I expected a great many things from Deck13’s second game after Lords of the Fallen. The studio’s deeply flawed first outing certainly had its moments, but ultimately fell victim to its own confounded design and clunky controls.
In that sense, The Surge is absolutely the better game, but its most disappointing aspect is how its makers continue to fall for the same mistakes. The Surge follows the Souls formula loosely, it keeps elements like losing your only form of currency upon death, how stamina-based everything you do is, and other facets around the way progress is made both for your character and through the level.
There is no way of talking around these inspirations, so you should come to terms with the fact we’ll be making a lot of comparisons to Souls games. The Surge isn’t just a Souls-like because it has challenging combat, there’s much more to it than that, even if the game tries to innovate in several areas.

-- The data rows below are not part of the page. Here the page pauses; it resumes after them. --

//! Configuration schema definitions.
//!
//! This module defines the complete configuration structure for the service.
//! All types derive Serde traits for deserialization from config files.

use serde::{Deserialize, Serialize};

/// Root configuration for the directory service.
#[derive(Debug, Clone, Deserialize, Serialize, Default)]
#[serde(default)]
pub struct ServiceConfig {
    /// Listener configuration (bind address).
    pub listener: ListenerConfig,

    /// Relational store settings.
    pub database: DatabaseConfig,

    /// Timeout configuration.
    pub timeouts: TimeoutConfig,

    /// Public site settings used when rendering absolute URLs.
    pub site: SiteConfig,

    /// Spreadsheet forwarding for new leads.
    pub sheets: SheetsConfig,

    /// Lead review API.
    pub admin: AdminConfig,

    /// Observability settings.
    pub observability: ObservabilityConfig,

    /// Request limits.
    pub security: SecurityConfig,
}

/// Listener configuration.
#[derive(Debug, Clone, Deserialize, Serialize)]
#[serde(default)]
pub struct ListenerConfig {
    /// Bind address (e.g., "0.0.0.0:3000").
    pub bind_address: String,
}

impl Default for ListenerConfig {
    fn default() -> Self {
        Self {
            bind_address: "0.0.0.0:3000".to_string(),
        }
    }
}

/// Database configuration.
///
/// Exactly one data source is used: `url` (PostgreSQL) wins over
/// `seed_path` (in-memory JSON seed).
#[derive(Debug, Clone, Deserialize, Serialize)]
#[serde(default)]
pub struct DatabaseConfig {
    /// PostgreSQL connection string.
    pub url: Option<String>,

    /// Maximum pooled connections.
    pub max_connections: u32,

    /// JSON seed file for the in-memory directory.
    pub seed_path: Option<String>,

    /// Apply bundled migrations at startup.
    pub run_migrations: bool,
}

impl Default for DatabaseConfig {
    fn default() -> Self {
        Self {
            url: None,
            max_connections: 5,
            seed_path: None,
            run_migrations: false,
        }
    }
}

/// Timeout configuration.
#[derive(Debug, Clone, Deserialize, Serialize)]
#[serde(default)]
pub struct TimeoutConfig {
    /// Request timeout (total time for request/response) in seconds.
    pub request_secs: u64,
}

impl Default for TimeoutConfig {
    fn default() -> Self {
        Self { request_secs: 30 }
    }
}

/// Public site settings.
#[derive(Debug, Clone, Deserialize, Serialize)]
#[serde(default)]
pub struct SiteConfig {
    /// Absolute origin of the public site, without trailing slash.
    pub base_url: String,
}

impl Default for SiteConfig {
    fn default() -> Self {
        Self {
            base_url: "http://localhost:3000".to_string(),
        }
    }
}

/// Spreadsheet forwarding configuration.
#[derive(Debug, Clone, Deserialize, Serialize)]
#[serde(default)]
pub struct SheetsConfig {
    /// Row-append endpoint. Forwarding is disabled when unset.
    pub endpoint: Option<String>,

    /// Bearer token sent with each append.
    pub token: Option<String>,

    /// Per-request timeout in seconds.
    pub timeout_secs: u64,
}

impl Default for SheetsConfig {
    fn default() -> Self {
        Self {
            endpoint: None,
            token: None,
            timeout_secs: 10,
        }
    }
}

/// Admin API configuration.
#[derive(Debug, Clone, Deserialize, Serialize, Default)]
#[serde(default)]
pub struct AdminConfig {
    /// Mount the `/admin` routes.
    pub enabled: bool,

    /// API key for authentication (Bearer token).
    pub api_key: String,
}

/// Observability configuration.
#[derive(Debug, Clone, Deserialize, Serialize)]
#[serde(default)]
pub struct ObservabilityConfig {
    /// Log level (trace, debug, info, warn, error).
    pub log_level: String,

    /// Emit JSON log lines instead of human-readable ones.
    pub json_logs: bool,

    /// Enable metrics endpoint.
    pub metrics_enabled: bool,

    /// Metrics endpoint bind address.
    pub metrics_address: String,
}

impl Default for ObservabilityConfig {
    fn default() -> Self {
        Self {
            log_level: "info".to_string(),
            json_logs: false,
            metrics_enabled: false,
            metrics_address: "0.0.0.0:9090".to_string(),
        }
    }
}

/// Request limits.
#[derive(Debug, Clone, Deserialize, Serialize)]
#[serde(default)]
pub struct SecurityConfig {
    /// Maximum body size in bytes.
    pub max_body_size: usize,
}

impl Default for SecurityConfig {
    fn default() -> Self {
        Self {
            max_body_size: 64 * 1024,
        }
    }
}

The one thing The Surge does very differently and the thing that’ll immediately stand out, is the combat. Instead of light and heavy attacks, your main attacks are horizontal and vertical, mapped to the same light and heavy buttons you’d find in other games, respectively. Mixing them in different ways produces different combos, and they generally consume the same amount of stamina and do the same damage. The reason why you’d go for one over the other ties nicely into the ability to target individual body parts.
A horizontal swipe, for instance, works great when targeting the head, whereas a vertical strike is more suited to cutting off an arm. That said, using either of the two achieves the same results, but you’ll have a better chance at getting what you want by using the appropriate swing. Mixing and matching can be important in cases where you want to stagger an opponent by performing a certain combo.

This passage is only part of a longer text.